In Pyodide we’ve unvendored or removed some standard library modules, in the former case to reduce download size, in the latter case because they cannot work. We have extra information about why the module is missing and we would like to add this information to the ModuleNotFoundError that is raised. Currently we add an extra MetaPathFinder to sys.metapath that raises a custom ModuleNotFoundError but this is not correct. It would be nice to be able to set a hook, something like:

def annotate_module_not_found_error(name, error):
   if name in REMOVED_STDLIB_MODULES:
      error.add_node(f"The module '{name}' has been removed from the standard library due to browser limitations")

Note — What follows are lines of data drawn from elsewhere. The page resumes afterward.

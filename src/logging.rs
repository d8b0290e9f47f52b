use tracing_subscriber::{layer::SubscriberExt, util::SubscriberInitExt};

/// Installs the stderr subscriber. Stdout carries only benchmark lines.
///
/// Filter comes from `RUST_LOG`, defaulting to `warn`. Calling this twice
/// is harmless; the second install is ignored.
pub fn init() {
    let _ = tracing_subscriber::registry()
        .with(
            tracing_subscriber::EnvFilter::try_from_default_env()
                .unwrap_or_else(|_| "warn".into()),
        )
        .with(tracing_subscriber::fmt::layer().with_writer(std::io::stderr))
        .try_init();
}
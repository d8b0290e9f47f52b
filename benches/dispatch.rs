use criterion::{black_box, criterion_group, criterion_main, Criterion};
use refbench::workload::{fib, HttpSim};
use refbench::Request;

fn router_lookup(c: &mut Criterion) {
    let sim = HttpSim::new(0);
    let router = sim.router();

    c.bench_function("router_hit", |b| {
        b.iter(|| router.dispatch(black_box(&Request::new("GET", "/users"))))
    });

    c.bench_function("router_miss", |b| {
        b.iter(|| router.dispatch(black_box(&Request::new("GET", "/missing"))))
    });

    c.bench_function("http_sim_round", |b| b.iter(|| sim.round()));
}

fn recursion(c: &mut Criterion) {
    c.bench_function("fib_20", |b| b.iter(|| fib(black_box(20))));
}

criterion_group!(benches, router_lookup, recursion);
criterion_main!(benches);
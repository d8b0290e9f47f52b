use std::process::ExitCode;

use refbench::workload::Primes;
use refbench::{logging, BenchConfig};

fn main() -> ExitCode {
    logging::init();
    refbench::exit_with(run())
}

fn run() -> refbench::Result<()> {
    let config = BenchConfig::default();
    let mut workload = Primes::new(config.prime_limit);
    refbench::run_to(&mut workload, std::io::stdout().lock())?;
    Ok(())
}
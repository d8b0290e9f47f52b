//! Monotonic timing.

use std::time::Instant;

/// Opaque monotonic timestamp.
#[derive(Debug, Clone, Copy, PartialEq, Eq, PartialOrd, Ord)]
pub struct Timestamp(Instant);

pub fn now() -> Timestamp {
    Timestamp(Instant::now())
}

/// Seconds elapsed since `start`.
pub fn elapsed(start: Timestamp) -> f64 {
    start.0.elapsed().as_secs_f64()
}

/// A start/end pair captured around one timed run.
#[derive(Debug, Clone, Copy)]
pub struct TimingSample {
    start: Timestamp,
    end: Timestamp,
}

impl TimingSample {
    /// Captures the end timestamp now, closing the sample opened at `start`.
    pub fn finish(start: Timestamp) -> Self {
        Self { start, end: now() }
    }

    pub fn start(&self) -> Timestamp {
        self.start
    }

    pub fn end(&self) -> Timestamp {
        self.end
    }

    pub fn elapsed_secs(&self) -> f64 {
        self.end.0.duration_since(self.start.0).as_secs_f64()
    }
}
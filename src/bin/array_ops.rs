use std::process::ExitCode;

use refbench::workload::ArrayOps;
use refbench::{logging, BenchConfig};

fn main() -> ExitCode {
    logging::init();
    refbench::exit_with(run())
}

fn run() -> refbench::Result<()> {
    let config = BenchConfig::default();
    let mut workload = ArrayOps::new(config.array_len);
    refbench::run_to(&mut workload, std::io::stdout().lock())?;
    Ok(())
}
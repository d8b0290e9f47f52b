use std::process::ExitCode;

use refbench::workload::Collatz;
use refbench::{logging, BenchConfig};

fn main() -> ExitCode {
    logging::init();
    refbench::exit_with(run())
}

fn run() -> refbench::Result<()> {
    let config = BenchConfig::default();
    let mut workload = Collatz::new(config.collatz_limit);
    refbench::run_to(&mut workload, std::io::stdout().lock())?;
    Ok(())
}
use super::{Finding, Workload};

/// Steps for `n` to reach 1 under the Collatz map.
pub fn collatz_steps(mut n: u64) -> u64 {
    let mut steps = 0;
    while n > 1 {
        n = if n % 2 == 0 { n / 2 } else { 3 * n + 1 };
        steps += 1;
    }
    steps
}

/// Longest Collatz chain for starting values `1..=limit`.
pub struct Collatz {
    limit: u64,
    max_steps: Option<u64>,
}

impl Collatz {
    pub fn new(limit: u64) -> Self {
        Self { limit, max_steps: None }
    }
}

impl Workload for Collatz {
    fn name(&self) -> &'static str {
        "collatz"
    }

    fn run(&mut self) {
        let mut max_steps = 0u64;
        for i in 1..=std::hint::black_box(self.limit) {
            max_steps = max_steps.max(collatz_steps(i));
        }
        self.max_steps = Some(max_steps);
    }

    fn findings(&self) -> Vec<Finding> {
        self.max_steps
            .map(|s| Finding::new("Max Collatz steps", s))
            .into_iter()
            .collect()
    }
}

#[cfg(test)]
mod tests {
    use super::*;

    #[test]
    fn steps() {
        assert_eq!(collatz_steps(1), 0);
        assert_eq!(collatz_steps(2), 1);
        assert_eq!(collatz_steps(6), 8);
        assert_eq!(collatz_steps(27), 111);
    }

    #[test]
    fn max_below_thirty() {
        let mut workload = Collatz::new(30);
        workload.run();
        assert_eq!(workload.findings(), vec![Finding::new("Max Collatz steps", 111)]);
    }
}
use std::process::ExitCode;

use refbench::workload::NBody;
use refbench::{logging, BenchConfig};

fn main() -> ExitCode {
    logging::init();
    refbench::exit_with(run())
}

fn run() -> refbench::Result<()> {
    let config = BenchConfig::default();
    let mut workload = NBody::new(config.nbody_steps, config.nbody_dt);
    refbench::run_to(&mut workload, std::io::stdout().lock())?;
    Ok(())
}
//! Flat dispatch table keyed on `METHOD:PATH`.
//!
//! Dispatch is one hash lookup on the composite key. There is no pattern
//! matching, no prefix resolution and no per-method subtree; a miss falls
//! back to [`NOT_FOUND`].

use ahash::AHashMap;

/// Returned by [`Router::dispatch`] when no handler is registered.
pub const NOT_FOUND: &str = "404 Not Found";

const SEPARATOR: char = ':';
const ESCAPE: char = '\\';

/// Zero-argument handler producing the response body.
pub type Handler = Box<dyn Fn() -> &'static str>;

/// One incoming call. Built fresh per dispatch and dropped afterwards.
#[derive(Debug, Clone, Copy, PartialEq, Eq)]
pub struct Request<'a> {
    pub method: &'a str,
    pub path: &'a str,
}

impl<'a> Request<'a> {
    pub fn new(method: &'a str, path: &'a str) -> Self {
        Self { method, path }
    }

    pub fn route_key(&self) -> String {
        route_key(self.method, self.path)
    }
}

/// Builds the composite key for a method/path pair.
///
/// `:` and `\` in the method are backslash-escaped, so the first unescaped
/// `:` always splits the key back into the pair it came from. Ordinary
/// method tokens pass through unchanged (`GET:/users`).
pub fn route_key(method: &str, path: &str) -> String {
    let mut key = String::with_capacity(method.len() + 1 + path.len());
    if method.contains([SEPARATOR, ESCAPE]) {
        for c in method.chars() {
            if c == SEPARATOR || c == ESCAPE {
                key.push(ESCAPE);
            }
            key.push(c);
        }
    } else {
        key.push_str(method);
    }
    key.push(SEPARATOR);
    key.push_str(path);
    key
}

#[derive(Default)]
pub struct Router {
    routes: AHashMap<String, Handler>,
}

impl Router {
    pub fn new() -> Self {
        Self::default()
    }

    /// Registers `handler`, replacing any earlier handler for the same pair.
    pub fn add<F>(&mut self, method: &str, path: &str, handler: F)
    where
        F: Fn() -> &'static str + 'static,
    {
        let key = route_key(method, path);
        tracing::debug!(route = %key, "route registered");
        if self.routes.insert(key, Box::new(handler)).is_some() {
            tracing::debug!(method, path, "replaced existing handler");
        }
    }

    /// Invokes the handler for `req`, or returns [`NOT_FOUND`].
    #[inline]
    pub fn dispatch(&self, req: &Request<'_>) -> &'static str {
        match self.routes.get(&req.route_key()) {
            Some(handler) => handler(),
            None => NOT_FOUND,
        }
    }

    pub fn contains(&self, method: &str, path: &str) -> bool {
        self.routes.contains_key(&route_key(method, path))
    }

    pub fn len(&self) -> usize {
        self.routes.len()
    }

    pub fn is_empty(&self) -> bool {
        self.routes.is_empty()
    }
}

impl std::fmt::Debug for Router {
    fn fmt(&self, f: &mut std::fmt::Formatter<'_>) -> std::fmt::Result {
        let mut keys: Vec<&str> = self.routes.keys().map(String::as_str).collect();
        keys.sort_unstable();
        f.debug_struct("Router").field("routes", &keys).finish()
    }
}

importlib.add_module_not_found_error_hook(annotate_module_not_found_error)

import turtle 

which should raise an error with our extra annotation:

ModuleNotFoundError: No module named 'turtle'
The module 'turtle' has been removed from the standard library due to browser limitations

Of course we can just patch importlib to add this feature so we don’t need it upstream but I thought it was an interesting idea.

2 Likes

See also:
[[WASM] Unvendoring some of stdlib modules]

ryanking13 pointed out a related pep PEP 534 – Improved Errors for Missing Standard Library Modules | peps.python.org

This is an interesting idea which would likely be useful to other Python distribution that customize the list of modules included. If it is not supported, an alternative might be to use friendly-traceback as the default sys.excepthook. I would definitely provide support in friendly-traceback for such a customization of this particular error message.

In Pyodide’s case, we never call sys.excepthook. Instead, if a Python exception reaches the top of the Python call stack we translate it into a JavaScript PythonError and throw it into JavaScript so that JavaScript code has an opportunity to catch and handle it. So in our use case, I would prefer to modify the exception where it is generated. This is probably pretty unusual to Pyodide though.

who adds the source lines to the traceback? Python or JS?
If it’s JS, my idea of fetching source lines on demand suddenly become doable, since you can easily await fetch() it before displaying the tb

who adds the source lines to the traceback? Python or JS?

Well this is off topic… But here is an answer.

The source lines are added the traceback is formatted, either by _Py_DisplaySourceLine (if we use the C exception formatting apis) or by FrameSummary.line (if we use the traceback module which is implemented in Python). Pyodide calls the traceback module to format exceptions in its error handling code but it also stores the exception into sys.last_value. It should be possible to walk the traceback and check for missing sources, download those sources, invalidate any relevant caches, format a new traceback, and display that if you want to.

It might be a good idea to starting lazily loading source files around when the rest of the VM is initialized so that startup time would be reduced but there’s not an awkward really long pause before displaying an error message. It depends on what the application does though.